Falcon Heavy to Take Center Stage in SpaceX’s Future Plans

The Falcon Heavy is a direct outgrowth of SpaceX’s Falcon 9, which—despite a much publicised anomaly during its CRS-1 launch in October—has performed admirably and has never failed to complete its primary mission. Photo Credit: Julian Leek / Blue Sawtooth Studio

“Flight computers now in control of the vehicle…”

It is 2013. At first glance, the rocket about to fly from Space Launch Complex (SLC)-4E at Vandenberg Air Force Base in California looks strangely familiar, bearing some hallmarks of SpaceX’s Falcon 9, juxtaposed with a size and bulk more in keeping with United Launch Alliance’s Delta IV Heavy. It stands 227 feet tall and across the breadth of its trio of first-stage “cores” it measures 38 feet wide. Weighing 1,400 tons at liftoff, it can insert 120,000 pounds of payload into low-Earth orbit and propel as much as 26,000 pounds to higher geostationary altitudes. Taking into account its low-Earth orbit mandate, it falls into a category of rockets classed by NASA as “super-heavy-lift.” Its name: the Falcon Heavy.

“Standing by for the propellant tanks to flight pressure…First and second stages are pressing to their flight positions…”


The Merlin-1D burns hot and hard at SpaceX’s Rocket Development Facility in McGregor, Texas, in June 2012. Photo Credit: SpaceX

Developed under the auspices of Elon Musk’s SpaceX organisation, the new booster is a direct outgrowth of the Falcon 9, which has to date despatched a pair of Dragon cargo ships toward the International Space Station. Like the Falcon 9, the Heavy boasts nine Merlin engines on its first stage. Yet the similarities stop there. Whereas the current Falcon 9 is powered by Merlin-1C engines, the Heavy will utilise the upgraded Merlin-1D, which underwent a full-flight-duration test-firing at SpaceX’s Rocket Development Facility in McGregor, Texas, in June 2012. Moreover, with two additional strap-on cores—each of which is also powered by nine Merlin-1Ds—the Heavy carries tremendous potential to execute missions into Earth orbit…and beyond.

…T-minus 30 seconds…”

The Merlin-1D engine is fed by refined, rocket-grade kerosene (known as ‘RP-1’) and liquid oxygen and has a propulsive yield of over 1.1 million pounds at liftoff, effectively producing a 16-percent thrust increase at sea level over the Merlin-1C. It is also capable of throttling from 100 percent to 70 percent of rated performance during flight. Moreover, with an advertised 160:1 thrust-to-weight ratio, it promises to be one of the most efficient rocket engines ever built. In its first incarnation, the engine will replace the Merlin-1C on the Falcon 9—with a first launch in this new configuration anticipated sometime next year—but is expected to enter service as a Falcon Heavy powerplant at around the same time. In May 2011, Musk declared his intent for the first Falcon Heavy hardware to arrive at Vandenberg by the end of 2012, “with liftoff to follow soon thereafter” and added that “first launch from our Cape Canaveral launch complex is planned for late 2013 or 2014.”

“…T-minus 15 seconds…”

Concurrently, the Falcon 9 will also see its first use of the Merlin-1D engine. Present planning suggests that Flight 6 of the rocket—scheduled to launch next year, carrying a Canadian weather research and communications satellite into a highly elliptical low-Earth orbit—will be the first mission to utilise a full complement of Merlin-1Ds. Musk’s excitement for the new engine is evident. “This is another milestone in our efforts to push the boundaries of space technology,” he said earlier in the year. “With the Merlin-1D powering the Falcon 9 and Falcon Heavy rockets, SpaceX will be capable of carrying a full range of payloads to orbit.” The nature of those “payloads” whets the appetite, for on paper the Heavy is reportedly 50 percent more powerful than the Delta IV Heavy—currently the most powerful US launch vehicle in active service—and only 50 percent less powerful than the Saturn V, which still retains first place as the most powerful rocket ever brought to operational status in human history.

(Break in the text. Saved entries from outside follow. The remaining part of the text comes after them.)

#![forbid(unsafe_code)]
#![deny(
    warnings,
    dead_code,
    unused,
    unused_imports,
    unused_must_use,
    unreachable_pub,
    clippy::all,
    clippy::pedantic,
    clippy::nursery,
    rustdoc::broken_intra_doc_links,
    rustdoc::bare_urls,
    missing_docs
)]
#![allow(clippy::redundant_pub_crate)]

//! IRC bridge forwarding chat commands to a Rarity RPC server.
//!
//! Layout:
//! - `cli.rs`: argument parsing, exit codes, and connection setup
//! - `session.rs`: registration, keepalive, and the read/write loop
//! - `protocol.rs`: IRC line codec and hostmask parsing
//! - `command.rs`: chat command grammar
//! - `bot.rs`: command execution and reply formatting
//! - `client.rs`: RPC client and problem-document classification
//! - `main.rs`: thin entrypoint delegating to `run()`

pub(crate) mod bot;
pub(crate) mod cli;
pub(crate) mod client;
pub(crate) mod command;
pub(crate) mod protocol;
pub(crate) mod session;

pub use cli::run;

#[cfg(test)]
pub(crate) mod testing;
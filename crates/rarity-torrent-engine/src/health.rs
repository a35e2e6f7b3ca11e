//! Degraded-component tracking shared by the pump, the handlers, and the health endpoint.

use std::collections::BTreeSet;
use std::sync::{Arc, Mutex, PoisonError};

use tracing::{info, warn};

/// Set of engine components currently considered degraded.
#[derive(Debug, Clone, Default)]
pub struct EngineHealth {
    degraded: Arc<Mutex<BTreeSet<String>>>,
}

impl EngineHealth {
    /// Mark a component degraded, logging the transition (or the repeated failure).
    pub fn mark_degraded(&self, component: &str, detail: Option<&str>) {
        let inserted = self
            .degraded
            .lock()
            .unwrap_or_else(PoisonError::into_inner)
            .insert(component.to_string());
        if inserted {
            if let Some(detail) = detail {
                warn!(
                    component = component,
                    detail = %detail,
                    "engine component degraded"
                );
            } else {
                warn!(component = component, "engine component degraded");
            }
        } else if let Some(detail) = detail {
            warn!(
                component = component,
                detail = %detail,
                "engine component still degraded"
            );
        }
    }

    /// Clear a component's degraded flag, logging only when it was set.
    pub fn mark_recovered(&self, component: &str) {
        let removed = self
            .degraded
            .lock()
            .unwrap_or_else(PoisonError::into_inner)
            .remove(component);
        if removed {
            info!(component = component, "engine component recovered");
        }
    }

    /// Sorted names of the degraded components.
    #[must_use]
    pub fn degraded(&self) -> Vec<String> {
        self.degraded
            .lock()
            .unwrap_or_else(PoisonError::into_inner)
            .iter()
            .cloned()
            .collect()
    }

    /// Whether every component is healthy.
    #[must_use]
    pub fn is_healthy(&self) -> bool {
        self.degraded
            .lock()
            .unwrap_or_else(PoisonError::into_inner)
            .is_empty()
    }
}
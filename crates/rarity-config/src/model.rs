//! Typed configuration sections.
//!
//! # Design
//! - Pure data carriers; parsing lives in `loader.rs`.
//! - Every section has a `Default` carrying the daemon's stock values.

use std::net::{IpAddr, Ipv4Addr, SocketAddr};
use std::path::PathBuf;
use std::time::Duration;

use rarity_telemetry::{DEFAULT_LOG_LEVEL, LogFormat};

/// Default RPC port.
pub const DEFAULT_HTTP_PORT: u16 = 8800;
/// Default engine peer listen port.
pub const DEFAULT_LISTEN_PORT: u16 = 23_866;
/// Default DHT bootstrap router.
pub const DEFAULT_DHT_ROUTER: &str = "router.bittorrent.com:6881";

/// RPC server settings.
#[derive(Debug, Clone, PartialEq, Eq)]
pub struct ApiSettings {
    /// Address the RPC server binds to.
    pub bind_addr: IpAddr,
    /// Port the RPC server binds to.
    pub http_port: u16,
}

impl ApiSettings {
    /// Socket address combining bind address and port.
    #[must_use]
    pub const fn socket_addr(&self) -> SocketAddr {
        SocketAddr::new(self.bind_addr, self.http_port)
    }
}

impl Default for ApiSettings {
    fn default() -> Self {
        Self {
            bind_addr: IpAddr::V4(Ipv4Addr::LOCALHOST),
            http_port: DEFAULT_HTTP_PORT,
        }
    }
}

/// Engine session and on-disk state locations.
#[derive(Debug, Clone, PartialEq, Eq)]
pub struct EngineSettings {
    /// Peer listen port.
    pub listen_port: u16,
    /// Directory new torrents download into.
    pub download_dir: PathBuf,
    /// Directory holding `.fastresume` blobs.
    pub resume_dir: PathBuf,
    /// File holding the bencoded DHT snapshot.
    pub dht_state_path: PathBuf,
    /// DHT bootstrap routers as `host:port`.
    pub dht_routers: Vec<String>,
    /// Whether local service discovery is enabled.
    pub local_discovery: bool,
}

impl Default for EngineSettings {
    fn default() -> Self {
        Self {
            listen_port: DEFAULT_LISTEN_PORT,
            download_dir: PathBuf::from("/tmp"),
            resume_dir: PathBuf::from("/tmp/rarity-resume"),
            dht_state_path: PathBuf::from("/tmp/dht-info.b"),
            dht_routers: vec![DEFAULT_DHT_ROUTER.to_string()],
            local_discovery: true,
        }
    }
}

/// Timers driving the correlator, pump, DHT persistence, and fetches.
#[derive(Debug, Clone, Copy, PartialEq, Eq)]
pub struct ScheduleSettings {
    /// Expiry applied to operation waiters.
    pub waiter_timeout: Duration,
    /// Alert pump tick period.
    pub poll_interval: Duration,
    /// Delay before the first DHT snapshot write.
    pub dht_initial_delay: Duration,
    /// Period between DHT snapshot writes.
    pub dht_interval: Duration,
    /// Request timeout for `.torrent` downloads.
    pub fetch_timeout: Duration,
}

impl Default for ScheduleSettings {
    fn default() -> Self {
        Self {
            waiter_timeout: Duration::from_secs(600),
            poll_interval: Duration::from_millis(1000),
            dht_initial_delay: Duration::from_secs(120),
            dht_interval: Duration::from_secs(60),
            fetch_timeout: Duration::from_secs(30),
        }
    }
}

/// Logging output selection.
#[derive(Debug, Clone, PartialEq, Eq)]
pub struct LogSettings {
    /// Level or filter directive used when `RUST_LOG` is unset.
    pub level: String,
    /// Output format.
    pub format: LogFormat,
}

impl Default for LogSettings {
    fn default() -> Self {
        Self {
            level: DEFAULT_LOG_LEVEL.to_string(),
            format: LogFormat::infer(),
        }
    }
}

/// Complete daemon configuration.
#[derive(Debug, Clone, Default, PartialEq, Eq)]
pub struct AppConfig {
    /// RPC server.
    pub api: ApiSettings,
    /// Engine session.
    pub engine: EngineSettings,
    /// Timers.
    pub schedule: ScheduleSettings,
    /// Logging.
    pub logging: LogSettings,
}
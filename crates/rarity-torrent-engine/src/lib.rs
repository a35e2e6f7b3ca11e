#![forbid(unsafe_code)]
#![deny(
    warnings,
    dead_code,
    unused,
    unused_imports,
    unused_must_use,
    unreachable_pub,
    clippy::all,
    clippy::pedantic,
    clippy::nursery,
    rustdoc::broken_intra_doc_links,
    rustdoc::bare_urls,
    missing_docs
)]

//! Alert correlation for a torrent engine session.
//!
//! Layout: `registry.rs` (one-shot waiters), `handlers.rs` (standing handlers),
//! `dispatch.rs` (shared lock around both), `pump.rs` (periodic drain),
//! `completion.rs` (awaitable operation result), `correlator.rs` (public operations),
//! `session/` (in-process engine), `store.rs` (resume blobs on disk),
//! `fetch.rs` (HTTP metainfo retrieval), `health.rs` (degraded components).

pub mod completion;
pub mod correlator;
pub mod dispatch;
pub mod error;
pub mod fetch;
pub mod handlers;
pub mod health;
pub mod pump;
pub mod registry;
pub mod session;
pub mod store;

pub use completion::Completion;
pub use correlator::{DEFAULT_WAITER_EXPIRY, TorrentCorrelator};
pub use dispatch::{AlertDispatcher, AlertOutcome, DispatchState};
pub use error::{SessionError, op_failed};
pub use fetch::{DEFAULT_FETCH_TIMEOUT, HttpFetcher, MAX_METAINFO_BYTES};
pub use handlers::{HandlerFailure, HandlerReport, StaticHandlerTable};
pub use health::EngineHealth;
pub use pump::{AlertPump, DEFAULT_POLL_INTERVAL, TickSummary};
pub use registry::{WaiterId, WaiterRegistry, WaiterTicket};
pub use session::{DEFAULT_ALERT_CAPACITY, MemoryHandle, MemorySession, SessionSettings};
pub use store::FastResumeStore;
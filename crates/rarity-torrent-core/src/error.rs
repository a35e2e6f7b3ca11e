//! # Design
//!
//! - One error taxonomy shared by the correlator, the RPC surface, and the chat bridge.
//! - Keep error messages constant; store operational context in fields.
//! - Preserve engine and transport sources without re-logging at call sites.

use std::error::Error;
use std::io;
use std::path::PathBuf;
use std::time::Duration;

use thiserror::Error;

use crate::info_hash::InfoHash;

/// Primary error type for torrent operations.
#[derive(Debug, Error)]
pub enum TorrentError {
    /// Torrent metainfo bytes were malformed.
    #[error("torrent metainfo could not be parsed")]
    Parse {
        /// Human-readable parse failure.
        reason: String,
    },
    /// No live torrent matched the requested identifier.
    #[error("torrent not found")]
    NotFound {
        /// Identifier the caller supplied, canonicalised where possible.
        info_hash: String,
    },
    /// The engine rejected or failed a mutating call.
    #[error("torrent engine operation failed")]
    Engine {
        /// Operation identifier.
        operation: &'static str,
        /// Torrent the operation targeted, when known.
        info_hash: Option<InfoHash>,
        /// Underlying failure.
        #[source]
        source: Box<dyn Error + Send + Sync>,
    },
    /// No confirming alert arrived inside the expiry window.
    #[error("timed out waiting for torrent alert")]
    Timeout {
        /// Expiry window the waiter was registered with.
        expire_after: Duration,
    },
    /// Fetching metainfo bytes failed before any engine interaction.
    #[error("failed to fetch torrent metainfo")]
    Transport {
        /// Locator that was requested.
        url: String,
        /// Underlying transport failure.
        #[source]
        source: Box<dyn Error + Send + Sync>,
    },
    /// Text could not be interpreted as an info-hash.
    #[error("invalid info-hash")]
    InvalidInfoHash {
        /// Offending value.
        value: String,
    },
    /// A name filter was not a valid regular expression.
    #[error("invalid torrent name pattern")]
    InvalidPattern {
        /// Offending pattern.
        pattern: String,
        /// Compiler diagnostic.
        reason: String,
    },
    /// The pending operation was abandoned before it resolved.
    #[error("torrent operation cancelled")]
    Cancelled {
        /// Operation identifier.
        operation: &'static str,
    },
    /// Resume-state persistence failed.
    #[error("resume state storage failed")]
    Storage {
        /// Operation identifier.
        operation: &'static str,
        /// Path involved in the failure.
        path: PathBuf,
        /// Underlying IO error.
        #[source]
        source: io::Error,
    },
}

impl TorrentError {
    /// Build a [`TorrentError::NotFound`] for a canonical info-hash.
    #[must_use]
    pub fn not_found(info_hash: &InfoHash) -> Self {
        Self::NotFound {
            info_hash: info_hash.to_string(),
        }
    }

    /// Build a [`TorrentError::Parse`] from any displayable reason.
    #[must_use]
    pub fn parse(reason: impl Into<String>) -> Self {
        Self::Parse {
            reason: reason.into(),
        }
    }

    /// Render the error together with its context fields for surfaces that only carry text.
    #[must_use]
    pub fn detail(&self) -> String {
        match self {
            Self::Parse { reason } => format!("{self}: {reason}"),
            Self::NotFound { info_hash } => format!("{self}: {info_hash}"),
            Self::Engine {
                operation, source, ..
            } => format!("{self} ({operation}): {source}"),
            Self::Timeout { expire_after } => {
                format!("{self} after {}s", expire_after.as_secs())
            }
            Self::Transport { url, source } => format!("{self} from {url}: {source}"),
            Self::InvalidInfoHash { value } => format!("{self}: {value}"),
            Self::InvalidPattern { pattern, reason } => format!("{self} '{pattern}': {reason}"),
            Self::Cancelled { operation } => format!("{self} ({operation})"),
            Self::Storage {
                operation,
                path,
                source,
            } => format!("{self} ({operation} {}): {source}", path.display()),
        }
    }
}

/// Convenience alias for torrent operation results.
pub type TorrentResult<T> = Result<T, TorrentError>;

#[cfg(test)]
mod tests {
    use super::*;

    #[test]
    fn messages_stay_constant_while_detail_carries_context() {
        let err = TorrentError::NotFound {
            info_hash: "deadbeef".to_string(),
        };
        assert_eq!(err.to_string(), "torrent not found");
        assert_eq!(err.detail(), "torrent not found: deadbeef");

        let err = TorrentError::Timeout {
            expire_after: Duration::from_secs(600),
        };
        assert_eq!(err.detail(), "timed out waiting for torrent alert after 600s");
    }

    #[test]
    fn engine_and_transport_errors_expose_sources() {
        let engine = TorrentError::Engine {
            operation: "pause_torrent",
            info_hash: None,
            source: "session closed".into(),
        };
        assert_eq!(
            engine.source().map(ToString::to_string).as_deref(),
            Some("session closed")
        );

        let transport = TorrentError::Transport {
            url: "http://tracker.invalid/a.torrent".to_string(),
            source: Box::new(io::Error::other("connection refused")),
        };
        assert!(transport.source().is_some());
        assert!(transport.detail().contains("tracker.invalid"));
    }
}
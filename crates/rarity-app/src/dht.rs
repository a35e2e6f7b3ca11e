//! DHT routing-table snapshot persistence.
//!
//! # Design
//! - The snapshot is an opaque engine blob; this module only moves it between the session and disk.
//! - Writes go to a sibling temp file and are renamed into place so a crash never leaves a torn
//!   snapshot.
//! - A missing snapshot starts the DHT empty; an unreadable one is logged and also starts empty.

use std::fs;
use std::io::ErrorKind;
use std::path::{Path, PathBuf};
use std::sync::Arc;
use std::time::Duration;

use rarity_torrent_core::EngineSession;
use tokio::sync::watch;
use tokio::task::JoinHandle;
use tokio::time::{MissedTickBehavior, interval_at};
use tracing::{debug, info, warn};

use crate::error::{AppError, AppResult};

/// Moves DHT state between the engine session and a snapshot file.
#[derive(Clone)]
pub struct DhtPersistence {
    session: Arc<dyn EngineSession>,
    path: PathBuf,
}

impl DhtPersistence {
    /// Persist `session`'s DHT state at `path`.
    #[must_use]
    pub fn new(session: Arc<dyn EngineSession>, path: impl Into<PathBuf>) -> Self {
        Self {
            session,
            path: path.into(),
        }
    }

    /// Snapshot location.
    #[must_use]
    pub fn path(&self) -> &Path {
        &self.path
    }

    /// Read the stored snapshot, if any.
    ///
    /// # Errors
    ///
    /// Returns an error if the file exists but cannot be read.
    pub fn load(&self) -> AppResult<Option<Vec<u8>>> {
        match fs::read(&self.path) {
            Ok(bytes) => Ok(Some(bytes)),
            Err(err) if err.kind() == ErrorKind::NotFound => Ok(None),
            Err(err) => Err(AppError::io("dht.load", &self.path, err)),
        }
    }

    /// Start the session's DHT from the stored snapshot and return the restored node count.
    ///
    /// # Errors
    ///
    /// Returns an error if the snapshot cannot be read or the session refuses to start the DHT
    /// even without a snapshot.
    pub fn start(&self) -> AppResult<usize> {
        let Some(snapshot) = self.load()? else {
            info!(path = %self.path.display(), "no dht snapshot found; starting empty");
            return self
                .session
                .start_dht(None)
                .map_err(|err| AppError::engine("dht.start", err));
        };
        match self.session.start_dht(Some(snapshot.as_slice())) {
            Ok(nodes) => {
                info!(path = %self.path.display(), nodes, "dht started from snapshot");
                Ok(nodes)
            }
            Err(err) => {
                warn!(
                    path = %self.path.display(),
                    error = %err,
                    "dht snapshot rejected; starting empty"
                );
                self.session
                    .start_dht(None)
                    .map_err(|err| AppError::engine("dht.start", err))
            }
        }
    }

    /// Write the session's current DHT state to disk.
    ///
    /// # Errors
    ///
    /// Returns an error if the session cannot produce a snapshot or the write fails.
    pub fn save(&self) -> AppResult<()> {
        let snapshot = self
            .session
            .dht_state()
            .map_err(|err| AppError::engine("dht.state", err))?;
        if let Some(parent) = self.path.parent().filter(|parent| !parent.as_os_str().is_empty()) {
            fs::create_dir_all(parent).map_err(|err| AppError::io("dht.mkdir", parent, err))?;
        }
        let staging = self.path.with_extension("tmp");
        fs::write(&staging, &snapshot).map_err(|err| AppError::io("dht.write", &staging, err))?;
        fs::rename(&staging, &self.path)
            .map_err(|err| AppError::io("dht.rename", &self.path, err))?;
        debug!(path = %self.path.display(), bytes = snapshot.len(), "dht snapshot written");
        Ok(())
    }

    /// Save once after `initial_delay`, then every `every`, until `shutdown` flips to `true` or
    /// its sender drops. Failures are logged and retried on the next tick.
    pub fn spawn_periodic(
        self,
        initial_delay: Duration,
        every: Duration,
        mut shutdown: watch::Receiver<bool>,
    ) -> JoinHandle<()> {
        tokio::spawn(async move {
            let start = tokio::time::Instant::now() + initial_delay;
            let mut ticker = interval_at(start, every);
            ticker.set_missed_tick_behavior(MissedTickBehavior::Delay);
            loop {
                tokio::select! {
                    _ = ticker.tick() => {
                        if let Err(err) = self.save() {
                            warn!(path = %self.path.display(), error = ?err, "periodic dht save failed");
                        }
                    }
                    changed = shutdown.changed() => {
                        if changed.is_err() || *shutdown.borrow() {
                            break;
                        }
                    }
                }
            }
            debug!("dht persistence task stopped");
        })
    }
}
//! Periodic alert pump.
//!
//! # Design
//! - Each tick drains every alert currently queued, runs handlers then waiters for each in
//!   arrival order, and sweeps expired waiters last, so a queued match always beats expiry.
//! - The whole tick runs under the dispatch lock.
//! - A panicking tick is caught and marks the session degraded; the loop keeps running.

use std::panic::{self, AssertUnwindSafe};
use std::sync::Arc;
use std::time::{Duration, Instant};

use rarity_torrent_core::EngineSession;
use tokio::sync::watch;
use tokio::task::JoinHandle;
use tokio::time::MissedTickBehavior;
use tracing::{debug, info, warn};

use crate::dispatch::AlertDispatcher;
use crate::handlers::{COMPONENT_SESSION, panic_message};

/// Tick period used when none is configured.
pub const DEFAULT_POLL_INTERVAL: Duration = Duration::from_secs(1);

/// Counters describing one tick.
#[derive(Debug, Clone, Copy, Default, PartialEq, Eq)]
pub struct TickSummary {
    /// Alerts drained.
    pub alerts: usize,
    /// Waiters resolved by a matching alert.
    pub resolved: usize,
    /// Waiters timed out by the sweep.
    pub expired: usize,
    /// Handler invocations that failed.
    pub handler_failures: usize,
}

/// Drives alert dispatch on a fixed schedule.
pub struct AlertPump {
    session: Arc<dyn EngineSession>,
    dispatcher: AlertDispatcher,
    interval: Duration,
}

impl AlertPump {
    /// Create a pump with the default interval.
    #[must_use]
    pub fn new(session: Arc<dyn EngineSession>, dispatcher: AlertDispatcher) -> Self {
        Self {
            session,
            dispatcher,
            interval: DEFAULT_POLL_INTERVAL,
        }
    }

    /// Override the tick period.
    #[must_use]
    pub const fn with_interval(mut self, interval: Duration) -> Self {
        self.interval = interval;
        self
    }

    /// Run one tick against the clock reading `now`.
    pub fn tick(&self, now: Instant) -> TickSummary {
        let mut state = self.dispatcher.lock();
        let mut summary = TickSummary::default();

        while let Some(alert) = self.session.pop_alert() {
            summary.alerts += 1;
            debug!(
                kind = %alert.kind(),
                info_hash = ?alert.info_hash(),
                message = %alert.message(),
                "processing engine alert"
            );
            let outcome = self.dispatcher.process(&mut state, &alert);
            summary.handler_failures += outcome.handler_failures;
            if let Some(waiter) = outcome.resolved {
                summary.resolved += 1;
                debug!(waiter = %waiter, kind = %alert.kind(), "waiter resolved");
            }
        }

        let expired = self.dispatcher.sweep(&mut state, now);
        for waiter in &expired {
            warn!(waiter = %waiter, "waiter expired without a matching alert");
        }
        summary.expired = expired.len();
        self.dispatcher.publish_pending(&state);
        if let Some(metrics) = self.dispatcher.metrics() {
            metrics.set_active_torrents(self.session.list_handles().len());
        }
        summary
    }

    /// Run one tick, converting a panic into a degraded session.
    pub fn run_tick(&self, now: Instant) -> Option<TickSummary> {
        match panic::catch_unwind(AssertUnwindSafe(|| self.tick(now))) {
            Ok(summary) => Some(summary),
            Err(payload) => {
                let detail = format!("alert pump panicked: {}", panic_message(payload.as_ref()));
                self.dispatcher
                    .health()
                    .mark_degraded(COMPONENT_SESSION, Some(&detail));
                None
            }
        }
    }

    /// Spawn the pump loop; it stops once `shutdown` flips to `true` or its sender drops.
    pub fn spawn(self, mut shutdown: watch::Receiver<bool>) -> JoinHandle<()> {
        tokio::spawn(async move {
            let mut ticker = tokio::time::interval(self.interval);
            ticker.set_missed_tick_behavior(MissedTickBehavior::Delay);
            info!(interval = ?self.interval, "alert pump started");
            loop {
                tokio::select! {
                    _ = ticker.tick() => {
                        self.run_tick(Instant::now());
                    }
                    changed = shutdown.changed() => {
                        if changed.is_err() || *shutdown.borrow() {
                            break;
                        }
                    }
                }
            }
            self.run_tick(Instant::now());
            info!("alert pump stopped");
        })
    }
}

Displaying a handful of its Merlin-1C engines, this view of the Falcon 9 rocket during pre-flight processing offers an impression of what a third of the immense Falcon Heavy will look like. Photo Credit: SpaceX

“…Ten, nine, eight…”

Already, SpaceX is progressing toward making both the first and second stages of the Falcon 9 and Falcon Heavy fully reusable and capable of returning to their launch site under their own power for refurbishment and reuse. In time, Musk hopes that the vehicles and the new engine itself will offer a more reliable and flexible launch architecture, which could reduce the cost of delivering a pound of payload into low-Earth orbit to less than a thousand dollars. In fact, the Heavy received its first firm commercial booking last May, when Intelsat contracted with SpaceX to launch a major telecommunications satellite into geostationary orbit in 2015.

“…Seven, six, five…”

At the time of the Intelsat booking, Musk was unworried by the relative paucity of contracts for the Heavy, although October’s hairy Falcon 9 ascent to send the second Dragon to the International Space Station has inevitably given cause for concern. A fuel dome above one of the first-stage engines ruptured and, although the engine itself did not explode, the incident caused a pressure loss and enforced an automatic shutdown. This required the Merlin’s eight siblings to burn for longer to compensate for the thrust shortfall and demonstrated an advertised capability of the Falcon that it can recover from “engine-out” contingencies and still complete its primary mission. This is a capability which will serve the Heavy well on its own ambitious plate of future flights.

“…Four, three, two…”

At three seconds, a sheet-like flame flares out from the base of the Heavy. The Merlin-1D engines of all three cores will ignite, but until the propellant is expended in the strap-on boosters, the central core is expected to use little or none of its own load. The Heavy benefits from a unique “propellant crossfeed” mechanism, whereby fuel and oxidiser is fed to power most of the engines on the central core until the strap-on boosters are almost empty and close to burn-out and separation. In essence, this means that the central core can operate a full power throughout the opening minutes of the ascent and still be left with a full propellant load—as opposed to a partial load—after the strap-on boosters are gone. After the separation of the boosters, the first stage will continue the climb towards orbit under the impulse of its nine Merlin-1Ds. The Heavy’s second stage boasts one “vacuum” version of the Merlin-1D, which will insert the primary payload into orbit. On 30 September 2012, SpaceX successfully tested the ‘1D-Vac’ at its McGregor facility and Musk tweeted the news: “Now test-firing our most advanced engine, the Merlin-1D-Vac.”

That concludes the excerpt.